- [TASK ITEM] Beneath this instruction is a listing; print exactly the lines in it starting at the line that contains "use rayon::prelude::*;" and going through the line that contains "PartialEq, Serialize, Deserialize)]".
┄┄┄┄┄┄
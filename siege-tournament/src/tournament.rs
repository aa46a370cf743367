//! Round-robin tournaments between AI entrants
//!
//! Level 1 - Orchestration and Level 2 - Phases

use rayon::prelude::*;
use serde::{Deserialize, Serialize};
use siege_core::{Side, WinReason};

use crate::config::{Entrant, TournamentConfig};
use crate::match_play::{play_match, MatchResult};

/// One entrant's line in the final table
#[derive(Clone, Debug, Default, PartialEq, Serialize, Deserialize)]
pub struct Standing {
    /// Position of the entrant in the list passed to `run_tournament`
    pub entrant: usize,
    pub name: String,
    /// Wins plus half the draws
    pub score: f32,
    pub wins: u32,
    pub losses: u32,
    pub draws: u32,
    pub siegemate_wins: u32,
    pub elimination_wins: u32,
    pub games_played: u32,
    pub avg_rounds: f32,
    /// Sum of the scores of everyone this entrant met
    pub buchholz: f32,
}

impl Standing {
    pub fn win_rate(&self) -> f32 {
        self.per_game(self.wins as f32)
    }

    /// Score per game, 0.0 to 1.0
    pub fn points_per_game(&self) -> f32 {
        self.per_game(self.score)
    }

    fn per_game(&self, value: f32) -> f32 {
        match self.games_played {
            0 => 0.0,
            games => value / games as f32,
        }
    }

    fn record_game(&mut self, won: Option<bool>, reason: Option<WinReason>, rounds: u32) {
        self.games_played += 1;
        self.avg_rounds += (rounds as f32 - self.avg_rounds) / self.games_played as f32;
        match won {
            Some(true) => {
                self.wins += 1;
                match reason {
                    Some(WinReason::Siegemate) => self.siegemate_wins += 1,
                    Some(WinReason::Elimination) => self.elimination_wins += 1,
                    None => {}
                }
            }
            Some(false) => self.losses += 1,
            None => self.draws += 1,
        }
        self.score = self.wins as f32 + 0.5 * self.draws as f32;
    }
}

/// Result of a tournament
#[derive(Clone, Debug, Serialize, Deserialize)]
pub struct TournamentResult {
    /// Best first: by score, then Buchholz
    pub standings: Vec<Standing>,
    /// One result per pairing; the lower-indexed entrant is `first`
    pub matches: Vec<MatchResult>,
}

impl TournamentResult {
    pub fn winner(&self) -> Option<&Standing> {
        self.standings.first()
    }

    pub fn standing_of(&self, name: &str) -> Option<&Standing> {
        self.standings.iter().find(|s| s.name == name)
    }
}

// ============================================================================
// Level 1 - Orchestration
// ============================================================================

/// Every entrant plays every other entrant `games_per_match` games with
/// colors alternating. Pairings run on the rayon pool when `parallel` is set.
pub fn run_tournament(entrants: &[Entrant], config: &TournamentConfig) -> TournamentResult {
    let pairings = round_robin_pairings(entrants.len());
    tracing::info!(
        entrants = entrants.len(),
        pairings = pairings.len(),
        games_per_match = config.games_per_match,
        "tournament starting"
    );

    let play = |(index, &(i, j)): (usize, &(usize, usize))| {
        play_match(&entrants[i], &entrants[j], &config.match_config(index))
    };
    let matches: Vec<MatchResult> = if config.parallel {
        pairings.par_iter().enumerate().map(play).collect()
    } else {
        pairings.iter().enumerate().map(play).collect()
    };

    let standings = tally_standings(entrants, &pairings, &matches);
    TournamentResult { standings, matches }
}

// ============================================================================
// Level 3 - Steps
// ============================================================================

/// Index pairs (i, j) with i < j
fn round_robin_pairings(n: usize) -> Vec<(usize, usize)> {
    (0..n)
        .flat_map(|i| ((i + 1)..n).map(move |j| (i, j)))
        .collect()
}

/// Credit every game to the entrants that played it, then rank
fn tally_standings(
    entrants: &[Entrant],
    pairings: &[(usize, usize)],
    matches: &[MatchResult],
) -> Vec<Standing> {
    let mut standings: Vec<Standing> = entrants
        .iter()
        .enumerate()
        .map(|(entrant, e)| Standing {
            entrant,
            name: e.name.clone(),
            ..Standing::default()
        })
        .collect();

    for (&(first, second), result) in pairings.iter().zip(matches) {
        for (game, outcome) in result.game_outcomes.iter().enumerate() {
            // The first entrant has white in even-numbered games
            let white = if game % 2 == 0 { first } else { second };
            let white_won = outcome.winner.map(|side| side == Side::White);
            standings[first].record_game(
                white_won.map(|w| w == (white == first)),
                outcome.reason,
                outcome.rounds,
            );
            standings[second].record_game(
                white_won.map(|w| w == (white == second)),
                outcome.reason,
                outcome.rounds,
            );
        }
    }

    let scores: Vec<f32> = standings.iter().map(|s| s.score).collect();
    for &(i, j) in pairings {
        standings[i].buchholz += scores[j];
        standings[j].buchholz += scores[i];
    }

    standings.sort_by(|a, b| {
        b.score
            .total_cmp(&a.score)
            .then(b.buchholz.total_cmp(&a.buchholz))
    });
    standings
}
┄┄┄┄┄┄
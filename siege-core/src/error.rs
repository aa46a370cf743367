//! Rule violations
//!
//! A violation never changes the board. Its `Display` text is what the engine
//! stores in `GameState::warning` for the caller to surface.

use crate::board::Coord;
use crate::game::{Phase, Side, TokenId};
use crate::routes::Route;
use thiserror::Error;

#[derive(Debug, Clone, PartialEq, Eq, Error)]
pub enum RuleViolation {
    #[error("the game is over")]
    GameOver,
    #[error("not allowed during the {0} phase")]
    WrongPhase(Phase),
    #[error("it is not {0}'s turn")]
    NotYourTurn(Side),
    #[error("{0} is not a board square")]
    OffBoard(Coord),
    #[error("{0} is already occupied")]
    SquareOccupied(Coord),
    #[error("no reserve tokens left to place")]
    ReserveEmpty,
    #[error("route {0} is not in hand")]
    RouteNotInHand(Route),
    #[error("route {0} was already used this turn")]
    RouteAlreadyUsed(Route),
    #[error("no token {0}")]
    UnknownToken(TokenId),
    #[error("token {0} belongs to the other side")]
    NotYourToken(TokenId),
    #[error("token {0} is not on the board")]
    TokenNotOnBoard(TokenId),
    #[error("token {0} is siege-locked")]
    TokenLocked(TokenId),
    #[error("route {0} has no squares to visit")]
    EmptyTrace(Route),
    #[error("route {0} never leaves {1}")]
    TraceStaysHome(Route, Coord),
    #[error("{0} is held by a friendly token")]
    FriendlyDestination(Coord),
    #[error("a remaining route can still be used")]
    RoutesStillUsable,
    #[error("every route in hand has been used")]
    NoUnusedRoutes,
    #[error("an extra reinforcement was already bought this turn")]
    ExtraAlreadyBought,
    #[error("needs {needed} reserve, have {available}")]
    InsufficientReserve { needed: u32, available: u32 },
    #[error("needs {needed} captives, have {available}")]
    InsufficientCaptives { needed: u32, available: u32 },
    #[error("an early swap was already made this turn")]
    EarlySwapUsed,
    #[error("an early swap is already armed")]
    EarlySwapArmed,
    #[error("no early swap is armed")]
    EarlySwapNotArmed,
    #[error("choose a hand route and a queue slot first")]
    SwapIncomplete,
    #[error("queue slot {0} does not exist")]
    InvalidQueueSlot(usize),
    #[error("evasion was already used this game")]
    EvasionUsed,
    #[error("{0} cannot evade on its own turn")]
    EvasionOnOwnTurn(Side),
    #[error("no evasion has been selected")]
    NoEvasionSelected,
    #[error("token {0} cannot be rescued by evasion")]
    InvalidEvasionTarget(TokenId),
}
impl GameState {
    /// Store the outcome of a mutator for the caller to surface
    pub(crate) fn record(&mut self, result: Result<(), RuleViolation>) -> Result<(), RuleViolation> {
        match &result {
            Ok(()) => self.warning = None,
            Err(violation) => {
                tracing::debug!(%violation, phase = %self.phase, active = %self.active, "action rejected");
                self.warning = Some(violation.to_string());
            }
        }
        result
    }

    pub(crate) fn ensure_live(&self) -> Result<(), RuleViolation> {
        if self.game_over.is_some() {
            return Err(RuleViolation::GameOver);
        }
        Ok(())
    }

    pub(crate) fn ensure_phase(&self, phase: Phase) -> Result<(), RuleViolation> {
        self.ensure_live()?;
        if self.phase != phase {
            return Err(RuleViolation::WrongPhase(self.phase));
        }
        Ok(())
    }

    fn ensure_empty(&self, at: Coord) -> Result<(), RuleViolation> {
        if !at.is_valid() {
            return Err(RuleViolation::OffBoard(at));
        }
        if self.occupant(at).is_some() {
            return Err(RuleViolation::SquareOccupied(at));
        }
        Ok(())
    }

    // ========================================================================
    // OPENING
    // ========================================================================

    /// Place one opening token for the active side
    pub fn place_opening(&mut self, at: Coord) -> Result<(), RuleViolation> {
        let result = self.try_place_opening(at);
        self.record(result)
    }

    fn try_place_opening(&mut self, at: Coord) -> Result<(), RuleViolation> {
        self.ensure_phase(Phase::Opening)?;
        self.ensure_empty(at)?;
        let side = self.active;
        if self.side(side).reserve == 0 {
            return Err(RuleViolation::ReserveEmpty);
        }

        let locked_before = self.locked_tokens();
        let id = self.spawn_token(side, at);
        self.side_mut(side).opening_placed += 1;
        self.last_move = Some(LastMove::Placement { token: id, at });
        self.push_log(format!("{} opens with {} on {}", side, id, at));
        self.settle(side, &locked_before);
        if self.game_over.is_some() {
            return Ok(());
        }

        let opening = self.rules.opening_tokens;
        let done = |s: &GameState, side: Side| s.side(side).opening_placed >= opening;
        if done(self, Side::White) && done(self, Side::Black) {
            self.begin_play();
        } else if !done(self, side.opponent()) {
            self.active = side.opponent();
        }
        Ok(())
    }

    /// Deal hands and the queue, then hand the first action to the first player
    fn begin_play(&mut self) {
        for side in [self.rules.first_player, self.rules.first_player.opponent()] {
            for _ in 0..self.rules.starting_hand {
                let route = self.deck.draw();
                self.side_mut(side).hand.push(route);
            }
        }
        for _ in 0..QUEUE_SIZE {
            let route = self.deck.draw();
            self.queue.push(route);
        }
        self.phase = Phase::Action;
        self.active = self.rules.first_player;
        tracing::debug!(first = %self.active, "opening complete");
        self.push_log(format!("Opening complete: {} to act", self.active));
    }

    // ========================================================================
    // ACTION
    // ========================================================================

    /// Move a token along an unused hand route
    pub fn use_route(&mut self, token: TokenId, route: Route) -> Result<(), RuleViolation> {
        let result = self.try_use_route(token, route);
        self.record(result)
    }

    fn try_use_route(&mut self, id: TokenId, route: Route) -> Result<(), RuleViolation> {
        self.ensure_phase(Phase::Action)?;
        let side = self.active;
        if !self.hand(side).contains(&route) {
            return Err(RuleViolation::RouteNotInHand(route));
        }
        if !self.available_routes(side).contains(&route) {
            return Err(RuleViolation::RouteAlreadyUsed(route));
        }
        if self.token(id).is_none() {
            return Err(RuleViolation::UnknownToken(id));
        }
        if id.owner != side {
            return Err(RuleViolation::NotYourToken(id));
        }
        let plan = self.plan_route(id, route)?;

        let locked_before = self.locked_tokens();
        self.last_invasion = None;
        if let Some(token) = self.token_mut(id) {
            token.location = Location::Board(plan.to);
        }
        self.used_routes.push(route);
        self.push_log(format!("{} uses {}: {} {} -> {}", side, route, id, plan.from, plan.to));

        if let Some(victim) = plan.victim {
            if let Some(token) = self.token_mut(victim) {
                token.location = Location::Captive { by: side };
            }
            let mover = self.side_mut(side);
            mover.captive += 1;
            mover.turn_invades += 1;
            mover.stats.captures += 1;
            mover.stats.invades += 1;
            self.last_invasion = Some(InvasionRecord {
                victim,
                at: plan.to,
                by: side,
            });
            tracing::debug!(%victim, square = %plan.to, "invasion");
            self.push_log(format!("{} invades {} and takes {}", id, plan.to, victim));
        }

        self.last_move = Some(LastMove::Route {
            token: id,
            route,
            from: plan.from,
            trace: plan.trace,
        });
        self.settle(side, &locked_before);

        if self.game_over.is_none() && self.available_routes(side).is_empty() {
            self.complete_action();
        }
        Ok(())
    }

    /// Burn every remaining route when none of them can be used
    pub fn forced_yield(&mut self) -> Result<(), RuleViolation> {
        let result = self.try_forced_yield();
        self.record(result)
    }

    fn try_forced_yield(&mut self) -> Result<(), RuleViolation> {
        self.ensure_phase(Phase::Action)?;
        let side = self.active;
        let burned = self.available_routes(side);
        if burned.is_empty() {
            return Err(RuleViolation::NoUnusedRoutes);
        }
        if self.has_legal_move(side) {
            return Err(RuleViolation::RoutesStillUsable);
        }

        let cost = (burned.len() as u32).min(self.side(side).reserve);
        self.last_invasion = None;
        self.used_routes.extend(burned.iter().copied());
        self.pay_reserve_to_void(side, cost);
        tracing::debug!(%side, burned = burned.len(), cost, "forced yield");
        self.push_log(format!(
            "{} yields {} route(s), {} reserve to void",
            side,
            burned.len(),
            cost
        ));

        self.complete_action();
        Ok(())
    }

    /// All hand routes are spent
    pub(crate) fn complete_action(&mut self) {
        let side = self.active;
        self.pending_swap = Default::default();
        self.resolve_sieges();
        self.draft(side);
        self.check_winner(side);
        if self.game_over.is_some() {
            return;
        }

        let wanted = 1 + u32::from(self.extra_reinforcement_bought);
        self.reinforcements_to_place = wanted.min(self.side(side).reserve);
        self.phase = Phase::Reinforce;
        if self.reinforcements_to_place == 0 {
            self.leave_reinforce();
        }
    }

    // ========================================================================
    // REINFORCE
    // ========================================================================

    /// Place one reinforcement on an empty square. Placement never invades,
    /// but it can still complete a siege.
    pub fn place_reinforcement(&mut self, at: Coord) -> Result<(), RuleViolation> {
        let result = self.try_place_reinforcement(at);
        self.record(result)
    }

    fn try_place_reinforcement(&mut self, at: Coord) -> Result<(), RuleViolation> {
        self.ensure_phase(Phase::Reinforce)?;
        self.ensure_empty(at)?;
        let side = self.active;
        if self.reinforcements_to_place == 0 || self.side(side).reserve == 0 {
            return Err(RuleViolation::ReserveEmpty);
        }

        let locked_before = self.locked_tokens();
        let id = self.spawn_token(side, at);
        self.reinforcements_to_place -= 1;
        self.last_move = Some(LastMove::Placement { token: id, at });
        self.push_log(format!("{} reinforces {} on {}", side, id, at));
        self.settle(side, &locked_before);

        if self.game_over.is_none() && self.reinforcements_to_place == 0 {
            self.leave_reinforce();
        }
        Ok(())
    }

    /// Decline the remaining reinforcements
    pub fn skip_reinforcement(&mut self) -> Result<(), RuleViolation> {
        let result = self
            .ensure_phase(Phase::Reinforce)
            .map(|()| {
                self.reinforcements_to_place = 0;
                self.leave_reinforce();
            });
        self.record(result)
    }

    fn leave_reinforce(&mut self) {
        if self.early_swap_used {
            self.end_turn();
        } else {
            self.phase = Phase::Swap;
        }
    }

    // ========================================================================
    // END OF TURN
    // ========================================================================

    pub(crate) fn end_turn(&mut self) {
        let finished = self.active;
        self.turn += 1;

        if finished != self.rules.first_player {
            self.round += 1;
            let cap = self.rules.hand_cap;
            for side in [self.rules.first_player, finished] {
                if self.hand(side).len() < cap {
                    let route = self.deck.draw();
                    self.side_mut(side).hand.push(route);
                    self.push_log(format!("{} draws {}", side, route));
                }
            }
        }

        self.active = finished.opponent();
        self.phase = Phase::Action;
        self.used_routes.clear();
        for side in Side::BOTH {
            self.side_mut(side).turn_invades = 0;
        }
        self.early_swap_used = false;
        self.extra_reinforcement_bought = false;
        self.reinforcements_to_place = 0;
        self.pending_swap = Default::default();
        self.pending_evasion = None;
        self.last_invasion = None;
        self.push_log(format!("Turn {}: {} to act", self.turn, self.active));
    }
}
┄┄┄┄┄┄
- [COMPLETED EXERCISE]
use rayon::prelude::*;
use serde::{Deserialize, Serialize};
use siege_core::{Side, WinReason};

use crate::config::{Entrant, TournamentConfig};
use crate::match_play::{play_match, MatchResult};

/// One entrant's line in the final table
#[derive(Clone, Debug, Default, PartialEq, Serialize, Deserialize)]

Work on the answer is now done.